- _Task prompt_
Check each line of the records for "parent"; collect those that have it.

(Saved entries)
********

#[cfg(test)]
mod tests {
    use super::*;
    use async_trait::async_trait;

    use crate::db::{StoreResult, User, UserRepository};
    use crate::Database;

    const SECRET: &str = "test-secret";

    async fn setup_service() -> AuthenticationService {
        let db = Database::open_in_memory().await.unwrap();
        let users = Arc::new(UserRepository::new(db.pool().clone()));
        AuthenticationService::new(users, SessionTokens::new(SECRET, 3600))
    }

    /// Store whose every call fails with a backend error.
    struct BrokenStore;

    #[async_trait]
    impl UserStore for BrokenStore {
        async fn find_by_id(&self, _id: i64) -> StoreResult<Option<User>> {
            Err(StoreError::Database("connection reset".to_string()))
        }

        async fn find_by_email(&self, _email: &str) -> StoreResult<Option<User>> {
            Err(StoreError::Database("connection reset".to_string()))
        }

        async fn create(&self, _new_user: &NewUser) -> StoreResult<User> {
            Err(StoreError::Database("disk I/O error".to_string()))
        }
    }

    fn broken_service() -> AuthenticationService {
        AuthenticationService::new(Arc::new(BrokenStore), SessionTokens::new(SECRET, 3600))
    }

    #[tokio::test]
    async fn test_register_returns_scrubbed_user() {
        let service = setup_service().await;

        let user = service
            .register(RegistrationRequest::new("ada@example.com", "Ada", "password123"))
            .await
            .unwrap();

        assert_eq!(user.email, "ada@example.com");
        assert_eq!(user.name, "Ada");
        let json = serde_json::to_value(&user).unwrap();
        assert!(json.get("password").is_none());
    }

    #[tokio::test]
    async fn test_register_stores_hash_not_plaintext() {
        let db = Database::open_in_memory().await.unwrap();
        let repo = UserRepository::new(db.pool().clone());
        let service =
            AuthenticationService::new(Arc::new(repo.clone()), SessionTokens::new(SECRET, 60));

        service
            .register(RegistrationRequest::new("ada@example.com", "Ada", "password123"))
            .await
            .unwrap();

        let stored = repo.find_by_email("ada@example.com").await.unwrap().unwrap();
        assert_ne!(stored.password, "password123");
        assert!(verify_password("password123", &stored.password).unwrap());
    }

    #[tokio::test]
    async fn test_register_duplicate_email() {
        let service = setup_service().await;

        service
            .register(RegistrationRequest::new("ada@example.com", "Ada", "password123"))
            .await
            .unwrap();
        let result = service
            .register(RegistrationRequest::new("ada@example.com", "Other", "password456"))
            .await;

        assert_eq!(result, Err(ServiceError::DuplicateUser));
    }

    #[tokio::test]
    async fn test_register_concurrent_duplicates() {
        let service = setup_service().await;

        let first = service.register(RegistrationRequest::new("race@example.com", "A", "pw-one"));
        let second = service.register(RegistrationRequest::new("race@example.com", "B", "pw-two"));
        let (a, b) = tokio::join!(first, second);

        let outcomes = [a, b];
        assert_eq!(outcomes.iter().filter(|r| r.is_ok()).count(), 1);
        assert!(outcomes
            .iter()
            .any(|r| r == &Err(ServiceError::DuplicateUser)));
    }

    #[tokio::test]
    async fn test_register_store_failure_is_internal() {
        let result = broken_service()
            .register(RegistrationRequest::new("ada@example.com", "Ada", "password123"))
            .await;

        assert_eq!(result, Err(ServiceError::InternalFailure));
    }

    #[tokio::test]
    async fn test_authenticate_success() {
        let service = setup_service().await;
        let registered = service
            .register(RegistrationRequest::new("ada@example.com", "Ada", "password123"))
            .await
            .unwrap();

        let user = service
            .authenticate("ada@example.com", "password123")
            .await
            .unwrap();

        assert_eq!(user, registered);
    }

    #[tokio::test]
    async fn test_authenticate_failures_are_indistinguishable() {
        let service = setup_service().await;
        service
            .register(RegistrationRequest::new("ada@example.com", "Ada", "password123"))
            .await
            .unwrap();

        let wrong_password = service
            .authenticate("ada@example.com", "wrong")
            .await
            .unwrap_err();
        let unknown_email = service
            .authenticate("nobody@example.com", "password123")
            .await
            .unwrap_err();

        assert_eq!(wrong_password, ServiceError::InvalidCredentials);
        assert_eq!(wrong_password, unknown_email);
        assert_eq!(wrong_password.to_string(), unknown_email.to_string());
    }

    #[tokio::test]
    async fn test_authenticate_store_failure_is_internal() {
        let result = broken_service()
            .authenticate("ada@example.com", "password123")
            .await;

        assert_eq!(result, Err(ServiceError::InternalFailure));
    }

    #[tokio::test]
    async fn test_issue_session_cookie_format() {
        let service = setup_service().await;

        let cookie = service.issue_session_cookie(42).unwrap();

        let token = cookie
            .strip_prefix("Authentication=")
            .and_then(|rest| rest.strip_suffix("; HttpOnly; Path=/; Max-Age=3600"))
            .unwrap();
        assert!(!token.is_empty());
        assert!(!token.contains(';'));
    }

    #[tokio::test]
    async fn test_issue_session_cookie_overflowing_expiration() {
        let db = Database::open_in_memory().await.unwrap();
        let users = Arc::new(UserRepository::new(db.pool().clone()));
        let service = AuthenticationService::new(users, SessionTokens::new(SECRET, u64::MAX));

        assert_eq!(
            service.issue_session_cookie(1),
            Err(ServiceError::InternalFailure)
        );
    }

    #[tokio::test]
    async fn test_warm_up_prepares_dummy_hash() {
        let service = setup_service().await;

        service.warm_up().await.unwrap();

        let hash = dummy_hash().unwrap();
        assert!(hash.starts_with("$2b$10$"));
        assert!(!verify_password("password123", hash).unwrap());
    }

    #[tokio::test]
    async fn test_logout_cookie_exact() {
        let service = setup_service().await;
        assert_eq!(
            service.logout_cookie(),
            "Authentication=; HttpOnly; Path=/; Max-Age=0"
        );
    }

    #[tokio::test]
    async fn test_user_from_token() {
        let service = setup_service().await;
        let user = service
            .register(RegistrationRequest::new("ada@example.com", "Ada", "password123"))
            .await
            .unwrap();

        let token = SessionTokens::new(SECRET, 3600).sign(user.id).unwrap();
        assert_eq!(service.user_from_token(&token).await.unwrap(), user);

        let orphan = SessionTokens::new(SECRET, 3600).sign(999).unwrap();
        assert_eq!(
            service.user_from_token(&orphan).await,
            Err(ServiceError::InvalidCredentials)
        );

        let forged = SessionTokens::new("other-secret", 3600)
            .sign(user.id)
            .unwrap();
        assert_eq!(
            service.user_from_token(&forged).await,
            Err(ServiceError::InvalidCredentials)
        );
    }

    #[tokio::test]
    async fn test_get_user() {
        let service = setup_service().await;
        let user = service
            .register(RegistrationRequest::new("ada@example.com", "Ada", "password123"))
            .await
            .unwrap();

        assert_eq!(service.get_user(user.id).await.unwrap(), user);
        assert_eq!(
            service.get_user(999).await,
            Err(ServiceError::NotFound("User"))
        );
    }

    #[test]
    fn test_registration_request_debug_redacts_password() {
        let request = RegistrationRequest::new("ada@example.com", "Ada", "hunter22");
        assert!(!format!("{request:?}").contains("hunter22"));
    }
}
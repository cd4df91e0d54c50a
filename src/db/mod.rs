//! Database module for inkpost.
//!
//! SQLite connectivity through a sqlx pool, an ordered list of embedded
//! migrations, and the user and post stores built on top of them.

mod post;
mod post_repository;
mod schema;
mod traits;
mod user;
mod user_repository;

pub use post::{NewPost, Post, PostUpdate};
pub use post_repository::PostRepository;
pub use schema::MIGRATIONS;
pub use traits::{PostStore, StoreError, StoreResult, UserStore};
pub use user::{NewUser, PublicUser, User};
pub use user_repository::UserRepository;

use std::path::Path;
use std::str::FromStr;
use std::time::Duration;

use sqlx::sqlite::{SqliteConnectOptions, SqliteJournalMode, SqlitePoolOptions};
use sqlx::SqlitePool;
use tracing::{debug, info};

use crate::Result;

/// Database wrapper owning the connection pool.
#[derive(Clone)]
pub struct Database {
    pool: SqlitePool,
}

impl Database {
    /// Open a database at the specified path.
    ///
    /// The file and its parent directories are created if missing, and
    /// pending migrations are applied.
    pub async fn open(path: impl AsRef<Path>) -> Result<Self> {
        let path = path.as_ref();
        info!("Opening database at {:?}", path);

        if let Some(parent) = path.parent() {
            if !parent.as_os_str().is_empty() && !parent.exists() {
                std::fs::create_dir_all(parent)?;
            }
        }

        let options = SqliteConnectOptions::new()
            .filename(path)
            .create_if_missing(true)
            .foreign_keys(true)
            .journal_mode(SqliteJournalMode::Wal)
            .busy_timeout(Duration::from_secs(5));

        let pool = SqlitePoolOptions::new()
            .max_connections(8)
            .connect_with(options)
            .await?;

        let db = Self { pool };
        db.migrate().await?;
        Ok(db)
    }

    /// Open an in-memory database for testing.
    ///
    /// Every pooled connection to `:memory:` would see its own empty
    /// database, so the pool is pinned to a single long-lived connection.
    pub async fn open_in_memory() -> Result<Self> {
        debug!("Opening in-memory database");
        let options = SqliteConnectOptions::from_str("sqlite::memory:")?.foreign_keys(true);

        let pool = SqlitePoolOptions::new()
            .max_connections(1)
            .idle_timeout(None)
            .max_lifetime(None)
            .connect_with(options)
            .await?;

        let db = Self { pool };
        db.migrate().await?;
        Ok(db)
    }

    /// Get a reference to the connection pool.
    pub fn pool(&self) -> &SqlitePool {
        &self.pool
    }

    /// Get the current schema version.
    pub async fn schema_version(&self) -> Result<i64> {
        if !self.table_exists("schema_version").await? {
            return Ok(0);
        }

        let version: (i64,) =
            sqlx::query_as("SELECT COALESCE(MAX(version), 0) FROM schema_version")
                .fetch_one(&self.pool)
                .await?;
        Ok(version.0)
    }

    /// Apply pending migrations, each in its own transaction.
    pub async fn migrate(&self) -> Result<()> {
        let current_version = self.schema_version().await?;

        if current_version as usize >= MIGRATIONS.len() {
            debug!("Database is up to date (version {})", current_version);
            return Ok(());
        }

        info!(
            "Migrating database from version {} to {}",
            current_version,
            MIGRATIONS.len()
        );

        sqlx::query(
            "CREATE TABLE IF NOT EXISTS schema_version (
                version     INTEGER PRIMARY KEY,
                applied_at  TEXT NOT NULL DEFAULT (datetime('now'))
            )",
        )
        .execute(&self.pool)
        .await?;

        for (i, migration) in MIGRATIONS.iter().enumerate().skip(current_version as usize) {
            let version = (i + 1) as i64;
            info!("Applying migration v{}", version);

            let mut tx = self.pool.begin().await?;
            sqlx::raw_sql(*migration).execute(&mut *tx).await?;
            sqlx::query("INSERT INTO schema_version (version) VALUES (?)")
                .bind(version)
                .execute(&mut *tx)
                .await?;
            tx.commit().await?;

            debug!("Migration v{} applied successfully", version);
        }

        Ok(())
    }

    /// Check if a table exists.
    pub async fn table_exists(&self, table_name: &str) -> Result<bool> {
        let exists: (bool,) = sqlx::query_as(
            "SELECT EXISTS(SELECT 1 FROM sqlite_master WHERE type='table' AND name=?)",
        )
        .bind(table_name)
        .fetch_one(&self.pool)
        .await?;
        Ok(exists.0)
    }
}

impl std::fmt::Debug for Database {
    fn fmt(&self, f: &mut std::fmt::Formatter<'_>) -> std::fmt::Result {
        f.debug_struct("Database").finish()
    }
}
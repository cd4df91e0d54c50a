//! Post model for inkpost.

use serde::Serialize;

/// Post entity.
#[derive(Debug, Clone, PartialEq, Eq, Serialize, sqlx::FromRow)]
pub struct Post {
    /// Unique post ID.
    pub id: i64,
    /// Post title.
    pub title: String,
    /// Post body.
    pub content: String,
}

/// Data for creating a new post.
#[derive(Debug, Clone)]
pub struct NewPost {
    /// Post title.
    pub title: String,
    /// Post body.
    pub content: String,
}

impl NewPost {
    /// Create a new post with required fields.
    pub fn new(title: impl Into<String>, content: impl Into<String>) -> Self {
        Self {
            title: title.into(),
            content: content.into(),
        }
    }
}

/// Data for updating an existing post. Unset fields are left untouched.
#[derive(Debug, Clone, Default)]
pub struct PostUpdate {
    /// New title.
    pub title: Option<String>,
    /// New body.
    pub content: Option<String>,
}

impl PostUpdate {
    /// Create an empty update.
    pub fn new() -> Self {
        Self::default()
    }

    /// Set the new title.
    pub fn title(mut self, title: impl Into<String>) -> Self {
        self.title = Some(title.into());
        self
    }

    /// Set the new body.
    pub fn content(mut self, content: impl Into<String>) -> Self {
        self.content = Some(content.into());
        self
    }

    /// Check if the update has no changes.
    pub fn is_empty(&self) -> bool {
        self.title.is_none() && self.content.is_none()
    }
}
//! API error handling for the inkpost HTTP layer.

use std::collections::HashMap;

use axum::{
    http::StatusCode,
    response::{IntoResponse, Response},
    Json,
};
use serde::Serialize;

use crate::error::ServiceError;

/// API error codes.
#[derive(Debug, Clone, Copy, PartialEq, Eq, Serialize)]
#[serde(rename_all = "SCREAMING_SNAKE_CASE")]
pub enum ErrorCode {
    /// Bad request (400).
    BadRequest,
    /// Unauthorized (401).
    Unauthorized,
    /// Not found (404).
    NotFound,
    /// Field-level validation failure (422).
    ValidationError,
    /// Internal server error (500).
    InternalError,
}

impl ErrorCode {
    /// Get the HTTP status code for this error.
    pub fn status_code(&self) -> StatusCode {
        match self {
            ErrorCode::BadRequest => StatusCode::BAD_REQUEST,
            ErrorCode::Unauthorized => StatusCode::UNAUTHORIZED,
            ErrorCode::NotFound => StatusCode::NOT_FOUND,
            ErrorCode::ValidationError => StatusCode::UNPROCESSABLE_ENTITY,
            ErrorCode::InternalError => StatusCode::INTERNAL_SERVER_ERROR,
        }
    }
}

/// API error response body.
#[derive(Debug, Serialize)]
pub struct ErrorBody {
    /// Error details.
    pub error: ErrorDetail,
}

/// Error detail.
#[derive(Debug, Serialize)]
pub struct ErrorDetail {
    /// Error code.
    pub code: ErrorCode,
    /// Human-readable message.
    pub message: String,
    /// Per-field messages, only for validation errors.
    #[serde(skip_serializing_if = "Option::is_none")]
    pub details: Option<HashMap<String, Vec<String>>>,
}

/// API error type.
#[derive(Debug)]
pub struct ApiError {
    code: ErrorCode,
    message: String,
    details: Option<HashMap<String, Vec<String>>>,
}

impl ApiError {
    /// Create a new API error.
    pub fn new(code: ErrorCode, message: impl Into<String>) -> Self {
        Self {
            code,
            message: message.into(),
            details: None,
        }
    }

    /// Create a bad request error.
    pub fn bad_request(message: impl Into<String>) -> Self {
        Self::new(ErrorCode::BadRequest, message)
    }

    /// Create an unauthorized error.
    pub fn unauthorized(message: impl Into<String>) -> Self {
        Self::new(ErrorCode::Unauthorized, message)
    }

    /// Create a not found error.
    pub fn not_found(message: impl Into<String>) -> Self {
        Self::new(ErrorCode::NotFound, message)
    }

    /// Create an internal server error.
    pub fn internal(message: impl Into<String>) -> Self {
        Self::new(ErrorCode::InternalError, message)
    }

    /// The error code.
    pub fn code(&self) -> ErrorCode {
        self.code
    }

    /// The user-facing message.
    pub fn message(&self) -> &str {
        &self.message
    }

    /// Create a validation error from validator::ValidationErrors.
    pub fn from_validation_errors(errors: validator::ValidationErrors) -> Self {
        let mut details: HashMap<String, Vec<String>> = HashMap::new();

        for (field, field_errors) in errors.field_errors() {
            let messages: Vec<String> = field_errors
                .iter()
                .map(|e| {
                    e.message
                        .as_ref()
                        .map(|m| m.to_string())
                        .unwrap_or_else(|| format!("Invalid value for {}", field))
                })
                .collect();
            details.insert(field.to_string(), messages);
        }

        Self {
            code: ErrorCode::ValidationError,
            message: "Validation failed".to_string(),
            details: Some(details),
        }
    }

    /// Map a failed session check. Bad credentials become 401 here rather
    /// than the 400 a failed log-in gets.
    pub fn from_session_error(err: ServiceError) -> Self {
        match err {
            ServiceError::InvalidCredentials | ServiceError::NotFound(_) => {
                ApiError::unauthorized(ServiceError::InvalidCredentials.to_string())
            }
            other => other.into(),
        }
    }
}

impl IntoResponse for ApiError {
    fn into_response(self) -> Response {
        let status = self.code.status_code();
        let body = ErrorBody {
            error: ErrorDetail {
                code: self.code,
                message: self.message,
                details: self.details,
            },
        };
        (status, Json(body)).into_response()
    }
}

impl std::fmt::Display for ApiError {
    fn fmt(&self, f: &mut std::fmt::Formatter<'_>) -> std::fmt::Result {
        write!(f, "{:?}: {}", self.code, self.message)
    }
}

impl std::error::Error for ApiError {}

impl From<ServiceError> for ApiError {
    fn from(err: ServiceError) -> Self {
        let message = err.to_string();
        match err {
            ServiceError::DuplicateUser | ServiceError::InvalidCredentials => {
                ApiError::bad_request(message)
            }
            ServiceError::NotFound(_) => ApiError::not_found(message),
            ServiceError::InternalFailure => ApiError::internal(message),
        }
    }
}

********

- _Response to this task_
    /// The file and its parent directories are created if missing, and
        if let Some(parent) = path.parent() {
            if !parent.as_os_str().is_empty() && !parent.exists() {
                std::fs::create_dir_all(parent)?;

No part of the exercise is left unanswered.